Une grande manifestation aurait été préférable avant l’adoption de la loi, mais doit maintenant être utilisée pour stimuler le défi et les grèves généralisées si les conservateurs tentent d’utiliser la législation.

Billetterie RMT ferroviaire

Les personnes handicapées disent que les coupures de rail rendront les voyages «impossibles»

Plus tôt en juillet, la conférence sur la politique syndicale Unite a adopté une motion pour « appeler le TUC à coordonner son action, sous la forme d’une grève générale de 24 heures ».

Le chef de la fédération syndicale du TUC, Paul Nowak, a déclaré que l’organisation « combattra bec et ongles cette législation pernicieuse, en explorant toutes les options, y compris les voies légales ».

Il est positif que la Haute Cour ait récemment statué que les ministres n’avaient pas consulté les syndicats, comme l’exige la loi, sur les réglementations anti-grève introduites l’année dernière pour permettre aux agences de fournir librement des briseurs de grève pendant les grèves. Les juges ont annulé les lois.

Mais ce serait une grave erreur de s’attendre à ce que les tribunaux fassent de même face aux dernières mesures antisyndicales.

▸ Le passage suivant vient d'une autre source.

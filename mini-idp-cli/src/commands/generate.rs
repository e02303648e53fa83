use anyhow::{bail, Result};
use colored::Colorize;
use std::path::PathBuf;

use mini_idp::manifest::{naming, Manifest, ManifestBuilder, ManifestRequest, NamingWarning};

use crate::utils;

pub struct GenerateArgs {
    pub service_name: String,
    pub env_type: String,
    pub replicas: i64,
    pub output: Option<PathBuf>,
    pub strict: bool,
    pub dry_run: bool,
}

/// Rendered manifest plus the naming problems found in it
pub struct Generated {
    pub manifest: Manifest,
    pub warnings: Vec<NamingWarning>,
}

pub fn render(builder: &ManifestBuilder, args: &GenerateArgs) -> Generated {
    let request = ManifestRequest::new(&args.service_name, &args.env_type, args.replicas);
    let manifest = builder.render(&request);
    let warnings = naming::check(
        &request.service_name,
        &request.env_type,
        &builder.settings().ingress_domain,
    );

    Generated { manifest, warnings }
}

pub fn execute(builder: &ManifestBuilder, args: GenerateArgs) -> Result<()> {
    let generated = render(builder, &args);
    let manifest = &generated.manifest;

    tracing::debug!(
        service_name = %manifest.service_name,
        environment_name = %manifest.environment_name,
        replicas = manifest.replicas,
        "Rendered manifest"
    );

    for warning in &generated.warnings {
        utils::warning(&warning.to_string());
    }

    if args.strict && !generated.warnings.is_empty() {
        bail!(
            "{} invalid Kubernetes name(s) in environment '{}' (--strict)",
            generated.warnings.len(),
            manifest.environment_name
        );
    }

    if args.dry_run {
        show_dry_run(builder, &generated, args.output.as_ref());
        return Ok(());
    }

    match &args.output {
        Some(path) => {
            utils::write_file(path, &manifest.yaml)?;
            utils::success(&format!(
                "Wrote manifests for {} to {}",
                manifest.environment_name.cyan(),
                path.display()
            ));
            eprintln!("  kubectl apply -f {}", path.display());
        }
        None => print!("{}", manifest.yaml),
    }

    Ok(())
}

fn show_dry_run(builder: &ManifestBuilder, generated: &Generated, output: Option<&PathBuf>) {
    let manifest = &generated.manifest;

    utils::section("Dry run - would generate");
    eprintln!("  Service: {}", manifest.service_name.cyan());
    eprintln!("  Namespace: {}", manifest.environment_name.cyan());
    eprintln!("  Replicas: {}", manifest.replicas.to_string().cyan());
    eprintln!("  Image: {}", builder.settings().image.cyan());
    eprintln!(
        "  Host: {}",
        builder.ingress_host(&manifest.environment_name).cyan()
    );

    utils::section("Documents");
    for kind in ["Namespace", "Deployment", "Service", "Ingress"] {
        eprintln!("  • {}", kind);
    }

    match output {
        Some(path) => eprintln!("\n  Output: {}", path.display()),
        None => eprintln!("\n  Output: stdout"),
    }
}

#[cfg(test)]
mod tests {
    use super::*;

    fn args(service_name: &str, env_type: &str, replicas: i64) -> GenerateArgs {
        GenerateArgs {
            service_name: service_name.to_string(),
            env_type: env_type.to_string(),
            replicas,
            output: None,
            strict: false,
            dry_run: false,
        }
    }

    #[test]
    fn test_render_matches_library_output() {
        let generated = render(&ManifestBuilder::default(), &args(" checkout ", "prod", 3));
        assert_eq!(generated.manifest.environment_name, "checkout-prod");
        assert_eq!(generated.manifest.yaml, mini_idp::manifest::build("checkout", "prod", 3));
        assert!(generated.warnings.is_empty());
    }

    #[test]
    fn test_render_collects_warnings() {
        let generated = render(&ManifestBuilder::default(), &args("Web_App", "dev", 1));
        assert!(!generated.warnings.is_empty());
    }

    #[test]
    fn test_strict_fails_on_invalid_names() {
        let mut strict = args("", "dev", 1);
        strict.strict = true;
        let err = execute(&ManifestBuilder::default(), strict).unwrap_err();
        assert!(err.to_string().contains("-dev"));
    }

    #[test]
    fn test_writes_output_file() {
        let dir = tempfile::tempdir().unwrap();
        let path = dir.path().join("out").join("web-dev.yaml");

        let mut to_file = args("web", "dev", 2);
        to_file.output = Some(path.clone());
        execute(&ManifestBuilder::default(), to_file).unwrap();

        let written = std::fs::read_to_string(&path).unwrap();
        assert_eq!(written, mini_idp::manifest::build("web", "dev", 2));
    }

    #[test]
    fn test_dry_run_writes_nothing() {
        let dir = tempfile::tempdir().unwrap();
        let path = dir.path().join("web-dev.yaml");

        let mut dry = args("web", "dev", 1);
        dry.output = Some(path.clone());
        dry.dry_run = true;
        execute(&ManifestBuilder::default(), dry).unwrap();

        assert!(!path.exists());
    }
}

Une action réelle sera nécessaire pour vaincre les lois, et l’escalade vers des grèves illimitées est le meilleur moyen de gagner sur le rail.


En quoi consiste le travail quotidien d’un dirigeant syndical ?

Ce week-end marque un an depuis que le syndicat des conducteurs de train Aslef a organisé sa première grève pendant le conflit actuel. Il a en tout organisé 11 débrayages d’une journée au cours des 12 mois suivants, ce qui, peut-être sans surprise, n’a pas été suffisant pour gagner.

Lundi, les membres d’Aslef commencent une interdiction d’heures supplémentaires qui se poursuit jusqu’au 5 août, puis une autre interdiction d’une semaine commence le 7 août.

Le secrétaire général de l’Aslef, Mick Whelan, a admis en janvier que le syndicat « gardait à peine les barricades chaque semaine ».

Il a ajouté il y a six mois: « Nos membres pensent que nous devrions aller plus vite et plus fort et il y a une clameur pour que nous en fassions plus. » Mais il n’y a pas eu une telle escalade.

Dans un récent communiqué de presse, Whelan a déclaré que le syndicat prenait les interdictions d’heures supplémentaires «pour essayer de faire avancer les choses. Ensuite, je peux me concentrer sur mon travail quotidien en travaillant avec d’autres acteurs de l’industrie pour reconstruire les chemins de fer britanniques pour les passagers, pour les entreprises et pour ce pays.

Apparemment, organiser une action efficace pour gagner sur les salaires, les emplois et la sécurité ne fait pas partie de sa tâche habituelle.